Resin Based Sealants Versus Glass Ionomer Sealants
It was shown that GIC materials were more effective in prevention of development of caries despite the higher non-successful rate compared to resin based sealants. This may be accounted for due to the fluoride-releasing property of GIC which increases salivary fluoride level that may aid in preventing dental caries.
Resin-based sealants are normally the preferred choice of material for denture sealants. GIC material may be used as a provisional protective material when there are concerns regarding adequate moisture control.
Dental sealants are accepted as an effective preventive method for cavities and as long as the sealant remains adhered to the tooth, cavities can be prevented. It is for this reason that sealant success is now measured by the length of time a sealant remains on the tooth, rather than the decay experienced in sealed and unsealed teeth. The ability of a pit and fissure sealant to prevent dental caries is highly dependent on its ability to retain on the tooth surface.
It has been demonstrated that the use of adhesive systems before applying dental sealants improves retention. Traditional retention of a sealant on tooth surface is through acid etching.
The most common reason for sealant failure is salivary contamination during sealing placement. Other factors include clinician inexperience, lack of client co-operation, and less effective sealant material used.
Sealants may be in conjunction with fluoride varnish as a preventive method which is shown to be significantly more successful than fluoride varnish alone.

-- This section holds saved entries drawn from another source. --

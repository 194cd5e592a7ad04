// Copyright 2025 JiangLong.
//
// Licensed under the Apache License, Version 2.0 (the "License");
// you may not use this file except in compliance with the License.
// You may obtain a copy of the License at
//
//     http://www.apache.org/licenses/LICENSE-2.0
//
// Unless required by applicable law or agreed to in writing, software
// distributed under the License is distributed on an "AS IS" BASIS,
// WITHOUT WARRANTIES OR CONDITIONS OF ANY KIND, either express or implied.
// See the License for the specific language governing permissions and
// limitations under the License.

pub mod kubernetes;
pub mod nautilus;

pub use self::kubernetes::{KubernetesConfig, KubernetesConfigBuilder};
pub use self::nautilus::{CreateConf, KubernetesConf, NautilusConf};
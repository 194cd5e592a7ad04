// Copyright 2025 JiangLong.
//
// Licensed under the Apache License, Version 2.0 (the "License");
// you may not use this file except in compliance with the License.
// You may obtain a copy of the License at
//
//     http://www.apache.org/licenses/LICENSE-2.0
//
// Unless required by applicable law or agreed to in writing, software
// distributed under the License is distributed on an "AS IS" BASIS,
// WITHOUT WARRANTIES OR CONDITIONS OF ANY KIND, either express or implied.
// See the License for the specific language governing permissions and
// limitations under the License.

pub mod deployment;
pub mod service;

pub use deployment::DeploymentBuilder;
pub use service::ServiceBuilder;
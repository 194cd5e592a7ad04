// Copyright 2025 JiangLong.
//
// Licensed under the Apache License, Version 2.0 (the "License");
// you may not use this file except in compliance with the License.
// You may obtain a copy of the License at
//
//     http://www.apache.org/licenses/LICENSE-2.0
//
// Unless required by applicable law or agreed to in writing, software
// distributed under the License is distributed on an "AS IS" BASIS,
// WITHOUT WARRANTIES OR CONDITIONS OF ANY KIND, either express or implied.
// See the License for the specific language governing permissions and
// limitations under the License.

pub mod error;

pub use error::{KubeError, Result};
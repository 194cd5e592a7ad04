// Copyright 2025 JiangLong.
//
// Licensed under the Apache License, Version 2.0 (the "License");
// you may not use this file except in compliance with the License.
// You may obtain a copy of the License at
//
//     http://www.apache.org/licenses/LICENSE-2.0
//
// Unless required by applicable law or agreed to in writing, software
// distributed under the License is distributed on an "AS IS" BASIS,
// WITHOUT WARRANTIES OR CONDITIONS OF ANY KIND, either express or implied.
// See the License for the specific language governing permissions and
// limitations under the License.

use crate::shared::error::KubeError;
use serde::{Deserialize, Serialize};
use std::fs::read_to_string;

/// Contents of the optional `nautilus.toml` configuration file.
#[derive(Debug, Clone, Serialize, Deserialize, PartialEq, Default)]
#[serde(default)]
pub struct NautilusConf {
    pub kubernetes: KubernetesConf,
    pub create: CreateConf,
}

#[derive(Debug, Clone, Serialize, Deserialize, PartialEq, Default)]
#[serde(default)]
pub struct KubernetesConf {
    pub namespace: Option<String>,
    pub kubeconfig: Option<String>,
    pub context: Option<String>,
    pub field_manager: Option<String>,
}

#[derive(Debug, Clone, Serialize, Deserialize, PartialEq, Default)]
#[serde(default)]
pub struct CreateConf {
    pub service_port: Option<i32>,
}

impl NautilusConf {
    /// Load configuration from TOML file
    pub fn from<T: AsRef<str>>(path: T) -> Result<Self, KubeError> {
        let content = read_to_string(path.as_ref()).map_err(|e| {
            KubeError::ConfigError(format!(
                "Failed to read config file {}: {}",
                path.as_ref(),
                e
            ))
        })?;

        Self::parse(&content)
    }

    pub fn parse(content: &str) -> Result<Self, KubeError> {
        let conf: Self = toml::from_str(content)?;
        Ok(conf)
    }
}
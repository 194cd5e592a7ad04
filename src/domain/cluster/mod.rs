// Copyright 2025 JiangLong.
//
// Licensed under the Apache License, Version 2.0 (the "License");
// you may not use this file except in compliance with the License.
// You may obtain a copy of the License at
//
//     http://www.apache.org/licenses/LICENSE-2.0
//
// Unless required by applicable law or agreed to in writing, software
// distributed under the License is distributed on an "AS IS" BASIS,
// WITHOUT WARRANTIES OR CONDITIONS OF ANY KIND, either express or implied.
// See the License for the specific language governing permissions and
// limitations under the License.

pub mod descriptor;
pub mod request;
pub mod status;
pub mod validator;

pub use descriptor::ClusterDescriptor;
pub use request::CreateRequest;
pub use status::{
    ApiVersions, ApplyEntry, ApplyReport, ApplyResult, ClusterInfo, NamespaceSummary, NodeAddress,
    NodeSummary, PodSummary,
};
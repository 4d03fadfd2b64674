//! Terminal rendering for each view.

use chrono::{DateTime, Local, Utc};
use smokesense_core::analytics::{
    BudgetStatus, DashboardStats, Insights, MilestoneState, Projection, RecoveryStatus,
    StatsReport,
};
use smokesense_core::format::{
    format_duration_minutes, format_hour, format_money, format_time_since_opt,
};
use smokesense_core::wellness::{Quote, Ritual};
use smokesense_core::{Category, Profile, SmokeLog};

const BAR_WIDTH: usize = 30;

fn header(title: &str) {
    println!();
    println!("╭{}╮", "─".repeat(50));
    println!("│{:^50}│", title);
    println!("╰{}╯", "─".repeat(50));
    println!();
}

/// Bar of `value` relative to `max`, `BAR_WIDTH` wide at most.
fn bar(value: f64, max: f64) -> String {
    if max <= 0.0 {
        return String::new();
    }
    let filled = ((value / max) * BAR_WIDTH as f64).round().clamp(0.0, BAR_WIDTH as f64) as usize;
    "█".repeat(filled)
}

pub fn print_dashboard(stats: &DashboardStats, currency: &str, now: DateTime<Utc>) {
    header(&stats.greeting);
    println!("  {}", stats.phase_tagline);
    println!();

    println!("TODAY");
    println!("   Cigarettes: {}", stats.today_count);
    println!(
        "   Last one:   {}",
        format_time_since_opt(stats.last_logged_at, now)
    );
    match stats.budget {
        BudgetStatus::Unset => println!("   Budget:     not set"),
        status => println!(
            "   Budget:     [{:<width$}] {}",
            bar(status.fill_percent(), 100.0),
            status.message().unwrap_or_default(),
            width = BAR_WIDTH
        ),
    }
    println!();

    println!("TODAY'S LOG");
    if stats.recent_today.is_empty() {
        println!("   No cigarettes logged today");
    }
    for log in &stats.recent_today {
        println!("   {}", log_line(log));
    }
    println!();

    println!("THIS WEEK");
    let max = stats.trend.series.max_count().max(1) as f64;
    for bucket in &stats.trend.series.buckets {
        println!(
            "   {} {:<width$} {}",
            bucket.day.format("%a %d"),
            bar(bucket.count as f64, max),
            bucket.count,
            width = BAR_WIDTH
        );
    }
    println!("   {}", stats.trend.direction.display());
    println!();
    println!(
        "   Total: {:<8} Daily avg: {:.1}",
        stats.week_total, stats.week_daily_average
    );
    println!(
        "   Spent: {:<8} Monthly at this rate: {}",
        format_money(currency, stats.weekly_spend),
        format_money(currency, stats.monthly_projection)
    );
    println!("   Time spent: {:.1}h", stats.weekly_hours);
    if let Some(days) = stats.days_within_budget {
        println!("   Days within budget: {}/7", days);
    }

    if let Some(status) = &stats.recovery {
        println!();
        print_recovery_line(status);
    }
    println!();
}

/// One row of the day's log: time, delay badge, tags and note.
fn log_line(log: &SmokeLog) -> String {
    let mut parts = vec![log
        .occurred_at()
        .map(|ts| ts.with_timezone(&Local).format("%l:%M %p").to_string())
        .unwrap_or_else(|| "--:--".to_string())];
    if let Some(minutes) = log.delay_minutes() {
        parts.push(format!("⏱ {}m", minutes));
    }
    parts.extend(log.mood.map(|m| m.label().to_string()));
    parts.extend(log.activity.map(|a| a.label().to_string()));
    parts.extend(log.location.map(|l| l.label().to_string()));
    if let Some(note) = &log.notes {
        parts.push(format!("\"{}\"", note));
    }
    parts.join("  ")
}

fn print_recovery_line(status: &RecoveryStatus) {
    match status {
        RecoveryStatus::InProgress {
            milestone,
            elapsed_minutes,
            ..
        } => println!(
            "RECOVERY   {} free, next: {} ({:.0}%)",
            format_duration_minutes(*elapsed_minutes),
            milestone.title,
            status.progress_percent()
        ),
        RecoveryStatus::AllAchieved { elapsed_minutes } => println!(
            "RECOVERY   {} free, Major Milestones Achieved!",
            format_duration_minutes(*elapsed_minutes)
        ),
    }
}

pub fn print_stats(stats: &StatsReport, currency: &str) {
    header(&format!("LAST {} DAYS", stats.window_days));

    println!("OVERVIEW");
    println!(
        "   Total: {:<8} Daily avg: {:.1}",
        stats.total, stats.daily_average
    );
    if let (Some(best), Some(peak)) = (stats.best_day, stats.peak_day) {
        println!(
            "   Best day: {} ({})   Peak day: {} ({})",
            best.day.format("%b %d"),
            best.count,
            peak.day.format("%b %d"),
            peak.count
        );
    }
    println!();

    println!("BY HOUR");
    let max = stats.hourly.scale_max() as f64;
    for (hour, count) in stats.hourly.counts.iter().enumerate() {
        if *count == 0 {
            continue;
        }
        println!(
            "   {:>5} {:<width$} {}",
            format_hour(hour as u8),
            bar(*count as f64, max),
            count,
            width = BAR_WIDTH
        );
    }
    if stats.total > 0 {
        println!("   Peak: {}", format_hour(stats.peak_hour));
    }
    println!();

    if !stats.top_moods.is_empty() {
        println!("MOODS");
        for row in &stats.top_moods {
            println!(
                "   {:<12} {:>3}  {:.0}%",
                row.value.label(),
                row.count,
                row.percentage
            );
        }
        println!();
    }

    println!("SPENDING");
    println!(
        "   Spent: {}   Monthly: {}   Yearly: {}",
        format_money(currency, stats.spend.total_spent),
        format_money(currency, stats.spend.monthly_projection),
        format_money(currency, stats.spend.yearly_projection)
    );
    println!("   Time spent: {:.1}h", stats.spend.hours_spent());
    println!();
    println!("   A year at this rate could buy:");
    for reward in &stats.rewards {
        println!("   {} {}", reward.emoji, reward.description);
    }
    println!();
}

pub fn print_insights(insights: &Insights) {
    header("INSIGHTS");

    let report = match insights {
        Insights::NotEnoughData { logged, required } => {
            println!("  Log {} cigarettes to unlock your smoker archetype.", required);
            println!(
                "  [{:<width$}] {} / {} logged",
                bar(insights.unlock_progress(), 1.0),
                logged,
                required,
                width = BAR_WIDTH
            );
            println!();
            return;
        }
        Insights::Ready(report) => report,
    };

    println!(
        "  {} {}",
        report.archetype.emoji(),
        report.archetype.name()
    );
    println!("  {}", report.archetype.description());
    println!();

    println!(
        "   Main trigger: {}",
        report.main_trigger.unwrap_or("N/A")
    );
    println!("   Peak time:    {}", format_hour(report.peak_hour));
    println!(
        "   Top place:    {}",
        report
            .top_location
            .map(|row| row.value.label())
            .unwrap_or("N/A")
    );
    println!("   Daily avg:    {:.1}", report.daily_average);
    println!();

    println!("SMART TIPS");
    for tip in &report.tips {
        println!("   • {}", tip.text);
    }
    println!();
}

pub fn print_health(
    status: Option<&RecoveryStatus>,
    milestones: &[MilestoneState],
    last: Option<DateTime<Utc>>,
    now: DateTime<Utc>,
) {
    header("HEALTH JOURNEY");

    let Some(status) = status else {
        println!("  Nothing logged yet.");
        println!();
        return;
    };

    if let Some(last) = last {
        println!(
            "  Last cigarette: {} ({})",
            last.with_timezone(&Local).format("%b %d %H:%M"),
            format_time_since_opt(Some(last), now)
        );
    }
    print_recovery_line(status);
    if let Some(milestone) = status.active_milestone() {
        println!(
            "  [{:<width$}] {} / {}",
            bar(status.progress(), 1.0),
            format_duration_minutes(status.elapsed_minutes()),
            format_duration_minutes(milestone.threshold_minutes),
            width = BAR_WIDTH
        );
    } else {
        println!("  Your body is thanking you.");
    }
    println!();

    for state in milestones {
        let mark = if state.unlocked {
            "✓"
        } else if state.active {
            "›"
        } else {
            " "
        };
        println!(
            "  {} {:>4}  {}",
            mark,
            format_duration_minutes(state.milestone.threshold_minutes),
            state.milestone.title
        );
        if state.unlocked || state.active {
            println!("          {}", state.milestone.description);
        }
    }
    println!();
}

pub fn print_motivation(motivation: Option<&str>, quote: &Quote) {
    if let Some(text) = motivation {
        println!("MY WHY");
        println!("   {}", text);
        println!();
    }
    println!("   \"{}\"", quote.text);
    println!("      - {}", quote.author);
    println!();
}

pub fn print_rituals(rituals: &[&Ritual]) {
    header("CRAVING SHIELD");
    for ritual in rituals {
        println!("  {} ({} min)", ritual.title, ritual.duration_minutes);
        println!("     {}", ritual.action);
    }
    println!();
    println!("  Cravings pass in a few minutes. Ride it out.");
    println!();
}

pub fn print_projection(projection: &Projection, currency: &str) {
    header(&format!(
        "CUTTING DOWN BY {:.0}%",
        projection.reduction_percent
    ));

    println!(
        "   From {:.0} to {:.0} a day at {} each",
        projection.current_daily_average,
        projection.target_daily,
        format_money(currency, projection.unit_price)
    );
    println!();
    println!(
        "   Yearly savings:  {}",
        format_money(currency, projection.yearly_savings)
    );
    println!(
        "   Monthly:         {}",
        format_money(currency, projection.monthly_savings)
    );
    println!(
        "   Five years:      {}",
        format_money(currency, projection.five_year_savings)
    );
    println!();
    println!(
        "   Time regained:   {:.0}h a year ({:.1} days)",
        projection.hours_saved_yearly, projection.days_saved_yearly
    );
    if projection.is_quit() {
        println!("   Plus every health milestone along the way.");
    }
    println!();
}

pub fn print_profile(profile: &Profile, currency: &str) {
    println!("Profile: {}", profile.user_id);
    println!(
        "   Name:       {}",
        profile.display_name.as_deref().unwrap_or("-")
    );
    println!("   Phase:      {}", profile.phase);
    println!(
        "   Budget:     {}",
        profile
            .budget()
            .map_or_else(|| "not set".to_string(), |b| format!("{} a day", b))
    );
    println!(
        "   Price:      {}",
        profile
            .unit_price
            .map_or_else(|| "default".to_string(), |p| format_money(currency, p))
    );
    if let Some(text) = &profile.motivation_text {
        println!("   Motivation: {}", text);
    }
    if let Some(image) = &profile.motivation_image {
        println!("   Image:      {}", image);
    }
    if profile.disguise_enabled {
        println!("   Disguised as \"{}\"", profile.disguise_name);
    }
}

Various factors can help contribute to the retention of fissure sealants. These include:
- Isolation of teeth from saliva
- Not placing sealants on partially erupted teeth as there is gingival tissue on the crown
- Good operator techniques
- Preparation of the fissure by cleaning out plaque and debris prior to placement
Although dental sealants do wear naturally and may become damaged over time, they usually last for around five to ten years, despite the heavy pressures endured by teeth during chewing each day. Longevity of dental sealants is also dependent on the type of material used. It is not uncommon for dental sealants to be retained well into adulthood. It is believed that bacteria and food particles may eventually become entrapped under dental sealants, and can thus cause decay in the very teeth intended to be protected.[medical citation needed] Dental sealants are inspected during routine dental visits to ensure that they are retained in the fissures of the teeth. Damaged sealants can simply be repaired by adding new sealant material. One of the major causes of the loss of sealants in the first year is salivary contamination.
On the basis of limited evidence both GIC and resin materials are equally acceptable in caries prevention, however retention rates between GIC and Resin have been shown to differ. Resin has been shown to be the superior product for retention. A 2-year clinical trial comparing GIC and Resin for dental sealants demonstrated that the GIC had a total loss rate of 31.78%, in contrast to the resin which had a total loss rate of 5.96% The study did acknowledge that GIC had its therapeutic advantages other than retention, this included the benefit of fluoride release and its use on partially erupted teeth. Though GIC has poorer retention rates, the fact that they release active fluoride in the surrounding enamel is very important. They can exert a cariostatic effect and increased release of fluoride, and for these reasons GIC is more of a fluoride vehicle rather than a traditional fissure sealant. All three materials are as effective as each other if the correct techniques are used to complete the procedure.